However, like two civilised men, though we both really wanted to go back, we did not want to enough to turn the car around, or perhaps we were ashamed to admit it to each other. In any case we continued on our way toward the frontier and Helena. I took out my desire for excitement in driving faster.

The customs house on the Alarian side of the frontier was a small stone and stucco building at the bottom of a steep incline. Straight ahead the road rose toward the Pass. It was lonely at the foot of the mountains, and the shadows were deep enough to breed superstition. No wonder the people could believe that queer old legend of the Black Ghost, so famous as to be mentioned even by Baedeker. The shadowy rocky masses ahead of us provided a perfect setting for any ghost, particularly a black one.

“There’s something about this fool country,” John said, “that I like. I suppose it would be ghastly dull to live here, but I’d almost be willing to have a whack at it. Consider that as a permanent home, for instance, and compare it with a neat suburban house in Brookline.”

On our right was a high hill, about a mile or so away, but the air was clear enough so that we could see it distinctly. On the rocky top of the hill a long white manor house stood as though it had grown there. Probably once it had been fortified to resist an army. No doubt it had been called upon to do so not long ago. I could imagine its owners swooping down on travellers through the Pass and exacting tolls with a heavy hand. Perhaps, I thought, they might have been responsible for the legend of the Black Ghost, though it looked like a pretty solid home for a phantom.

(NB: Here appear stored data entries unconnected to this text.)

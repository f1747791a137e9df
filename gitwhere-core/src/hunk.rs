//! Unified-diff parser.
//!
//! Turns the patch text of one revision transition into [`FileDiff`] records.
//! Both `git diff` output (with `diff --git` and extended headers) and plain
//! `diff -u` output are accepted. Hunk bodies are only counted, never kept:
//! the locator needs the `@@` ranges, not the changed text.

use crate::error::ParseError;
use crate::types::{EditHunk, FileDiff};

const DEV_NULL: &str = "/dev/null";

/// Lines still owed by the hunk body currently being read.
#[derive(Debug, Clone, Copy)]
struct Remaining {
    old: u32,
    new: u32,
}

impl Remaining {
    fn is_done(&self) -> bool {
        self.old == 0 && self.new == 0
    }
}

/// Parses the patch text of a single revision transition.
///
/// An empty diff yields an empty vec. Text before the first file header
/// (e.g. a commit message) is ignored.
///
/// # Errors
///
/// Returns `ParseError` for an unparseable `@@` header, a hunk before any file
/// header, a `+++` line without its `---` line, or a hunk body that does not
/// match the counts in its header.
pub fn parse_diff(text: &str) -> Result<Vec<FileDiff>, ParseError> {
    let mut files: Vec<FileDiff> = Vec::new();
    let mut current: Option<FileDiff> = None;
    // True between a file header and that file's first hunk.
    let mut in_header = false;
    let mut in_binary = false;
    let mut body: Option<Remaining> = None;
    let mut last_line = 0;

    for (idx, line) in text.lines().enumerate() {
        let lineno = idx + 1;
        last_line = lineno;

        if let Some(remaining) = body.as_mut() {
            consume_body_line(remaining, line, lineno)?;
            if remaining.is_done() {
                body = None;
            }
            continue;
        }

        if let Some(rest) = line.strip_prefix("diff --git ") {
            files.extend(current.take());
            let (old, new) = split_git_header(rest)
                .ok_or_else(|| ParseError::new(lineno, format!("bad file header: {line}")))?;
            current = Some(FileDiff {
                old_name: Some(old),
                new_name: Some(new),
                ..FileDiff::default()
            });
            in_header = true;
            in_binary = false;
            continue;
        }

        if in_binary {
            continue;
        }

        if line.starts_with("@@") {
            let file = current
                .as_mut()
                .ok_or_else(|| ParseError::new(lineno, "hunk header before any file header"))?;
            let hunk = parse_hunk_header(line)
                .ok_or_else(|| ParseError::new(lineno, format!("bad hunk header: {line}")))?;
            let remaining = Remaining { old: hunk.old_lines, new: hunk.new_lines };
            file.hunks.push(hunk);
            in_header = false;
            if !remaining.is_done() {
                body = Some(remaining);
            }
            continue;
        }

        if let Some(path) = line.strip_prefix("--- ") {
            if !in_header {
                // Plain unified diff: `---` opens the next file.
                files.extend(current.take());
                current = Some(FileDiff::default());
                in_header = true;
            }
            if let Some(file) = current.as_mut() {
                file.old_name = parse_path(path, "a/")
                    .map_err(|e| ParseError::new(lineno, e))?;
            }
            continue;
        }

        if let Some(path) = line.strip_prefix("+++ ") {
            let file = current
                .as_mut()
                .filter(|_| in_header)
                .ok_or_else(|| ParseError::new(lineno, "`+++` line without a file header"))?;
            file.new_name = parse_path(path, "b/").map_err(|e| ParseError::new(lineno, e))?;
            continue;
        }

        let Some(file) = current.as_mut() else {
            continue;
        };

        if in_header {
            apply_extended_header(file, line, &mut in_binary)
                .map_err(|e| ParseError::new(lineno, e))?;
        } else if line.starts_with('\\') {
            // `\ No newline at end of file` trails the last body line.
        } else if line.starts_with([' ', '+', '-']) {
            return Err(ParseError::new(lineno, "hunk body longer than its header declares"));
        }
    }

    if let Some(remaining) = body {
        return Err(ParseError::new(
            last_line,
            format!(
                "diff ends inside a hunk ({} old and {} new lines missing)",
                remaining.old, remaining.new
            ),
        ));
    }

    files.extend(current);
    Ok(files)
}

fn consume_body_line(remaining: &mut Remaining, line: &str, lineno: usize) -> Result<(), ParseError> {
    let (old, new) = match line.as_bytes().first() {
        // Some tools strip the single space of an empty context line.
        None | Some(b' ') => (true, true),
        Some(b'-') => (true, false),
        Some(b'+') => (false, true),
        Some(b'\\') => return Ok(()),
        Some(_) => {
            return Err(ParseError::new(
                lineno,
                format!(
                    "unexpected line inside hunk ({} old and {} new lines outstanding)",
                    remaining.old, remaining.new
                ),
            ))
        }
    };
    if (old && remaining.old == 0) || (new && remaining.new == 0) {
        return Err(ParseError::new(lineno, "hunk body longer than its header declares"));
    }
    if old {
        remaining.old -= 1;
    }
    if new {
        remaining.new -= 1;
    }
    Ok(())
}

/// Handles git's extended header lines between `diff --git` and the first hunk.
fn apply_extended_header(file: &mut FileDiff, line: &str, in_binary: &mut bool) -> Result<(), String> {
    if let Some(name) = line.strip_prefix("rename from ") {
        file.old_name = Some(unquote_path(name)?);
    } else if let Some(name) = line.strip_prefix("rename to ") {
        file.new_name = Some(unquote_path(name)?);
    } else if let Some(name) = line.strip_prefix("copy from ") {
        file.old_name = Some(unquote_path(name)?);
        file.is_copy = true;
    } else if let Some(name) = line.strip_prefix("copy to ") {
        file.new_name = Some(unquote_path(name)?);
        file.is_copy = true;
    } else if line.starts_with("new file mode") {
        file.old_name = None;
    } else if line.starts_with("deleted file mode") {
        file.new_name = None;
    } else if line.starts_with("Binary files ") || line == "GIT binary patch" {
        file.is_binary = true;
        *in_binary = line == "GIT binary patch";
    }
    // index, old/new mode, (dis)similarity index: nothing to record.
    Ok(())
}

/// Parses `@@ -a[,b] +c[,d] @@ [section]`.
fn parse_hunk_header(line: &str) -> Option<EditHunk> {
    let rest = line.strip_prefix("@@ ")?;
    let end = rest.find(" @@")?;
    let mut ranges = rest[..end].split_whitespace();
    let (old_start, old_lines) = parse_range(ranges.next()?.strip_prefix('-')?)?;
    let (new_start, new_lines) = parse_range(ranges.next()?.strip_prefix('+')?)?;
    if ranges.next().is_some() {
        return None;
    }
    Some(EditHunk { old_start, old_lines, new_start, new_lines })
}

/// Parses `start[,count]`; a missing count means one line.
fn parse_range(range: &str) -> Option<(u32, u32)> {
    match range.split_once(',') {
        Some((start, count)) => Some((start.parse().ok()?, count.parse().ok()?)),
        None => Some((range.parse().ok()?, 1)),
    }
}

/// Parses the path of a `---`/`+++` line, dropping `prefix` and any
/// tab-separated timestamp. `/dev/null` maps to `None`.
fn parse_path(raw: &str, prefix: &str) -> Result<Option<String>, String> {
    let raw = if raw.starts_with('"') {
        raw
    } else {
        raw.split('\t').next().unwrap_or(raw).trim_end()
    };
    let path = unquote_path(raw)?;
    if path == DEV_NULL {
        return Ok(None);
    }
    Ok(Some(path.strip_prefix(prefix).map(str::to_owned).unwrap_or(path)))
}

/// Splits the `a/X b/Y` tail of a `diff --git` line into `(X, Y)`.
///
/// Unquoted names containing ` b/` are ambiguous; the split that yields two
/// equal names wins, otherwise the first ` b/` is used. Extended headers and
/// `---`/`+++` lines override these provisional names anyway.
fn split_git_header(rest: &str) -> Option<(String, String)> {
    if rest.starts_with('"') {
        let (old, tail) = take_quoted(rest).ok()?;
        let new = unquote_path(tail.trim_start()).ok()?;
        return Some((strip(&old, "a/"), strip(&new, "b/")));
    }
    if let Some(idx) = rest.find(" \"") {
        let new = unquote_path(&rest[idx + 1..]).ok()?;
        return Some((strip(&rest[..idx], "a/"), strip(&new, "b/")));
    }

    let candidates: Vec<usize> = rest.match_indices(" b/").map(|(i, _)| i).collect();
    let symmetric = candidates.iter().copied().find(|&i| {
        strip(&rest[..i], "a/") == strip(&rest[i + 1..], "b/")
    });
    let idx = symmetric.or_else(|| candidates.first().copied())?;
    Some((strip(&rest[..idx], "a/"), strip(&rest[idx + 1..], "b/")))
}

fn strip(path: &str, prefix: &str) -> String {
    path.strip_prefix(prefix).unwrap_or(path).to_owned()
}

/// Returns `raw` with git's C-style quoting removed, if it is quoted.
fn unquote_path(raw: &str) -> Result<String, String> {
    if !raw.starts_with('"') {
        return Ok(raw.to_owned());
    }
    let (path, tail) = take_quoted(raw)?;
    if !tail.trim().is_empty() {
        return Err(format!("trailing text after quoted path: {raw}"));
    }
    Ok(path)
}

/// Decodes one leading quoted string, returning it and the unconsumed tail.
fn take_quoted(raw: &str) -> Result<(String, &str), String> {
    let body = raw.strip_prefix('"').ok_or_else(|| format!("expected quoted path: {raw}"))?;
    let bytes = body.as_bytes();
    let mut out: Vec<u8> = Vec::with_capacity(bytes.len());
    let mut i = 0;
    while i < bytes.len() {
        match bytes[i] {
            b'"' => {
                let path = String::from_utf8_lossy(&out).into_owned();
                return Ok((path, &body[i + 1..]));
            }
            b'\\' => {
                let esc = *bytes.get(i + 1).ok_or_else(|| format!("dangling escape: {raw}"))?;
                i += 2;
                match esc {
                    b'n' => out.push(b'\n'),
                    b't' => out.push(b'\t'),
                    b'r' => out.push(b'\r'),
                    b'a' => out.push(0x07),
                    b'b' => out.push(0x08),
                    b'f' => out.push(0x0c),
                    b'v' => out.push(0x0b),
                    b'0'..=b'7' => {
                        let digits = bytes.get(i - 1..i + 2).ok_or_else(|| format!("short octal escape: {raw}"))?;
                        let text = std::str::from_utf8(digits).map_err(|e| e.to_string())?;
                        let value = u8::from_str_radix(text, 8)
                            .map_err(|_| format!("bad octal escape: {raw}"))?;
                        out.push(value);
                        i += 2;
                    }
                    other => out.push(other),
                }
            }
            b => {
                out.push(b);
                i += 1;
            }
        }
    }
    Err(format!("unterminated quoted path: {raw}"))
}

We drew up, perforce, before the customs house. Alaria had taken no chances when she built it there. The road narrowed to make its way between two sharp high walls of rock, which had been supplemented by masonry and a gateway with tightly closed, wrought iron gates. I produced my passport, and John not only offered his for examination, but a bill of sale for the car, a round dozen French cards of varying sizes and colors permitting him to drive and to circulate and what not in the streets of Paris. “They’re so impressive-looking,” he explained to me, with his un-Bostonian grin.

A common soldier took them and gave them to a sergeant. The sergeant looked wise, turned them all over to examine the reverse sides, and held them to the light to look for a watermark. No doubt that would be quite as illuminating to an Alarian as Paris driving permits. At last he shook his head dubiously, and took the whole lot inside the building.

After a moment or two he returned and beckoned to us.

“It’s their damned revolution following us up,” John said, “and it would have been a lot more fun to be detained in Herrovosca than it will here.”

“You never can tell,” I said, “we may find doom, or romance, or any number of amusing things ahead.”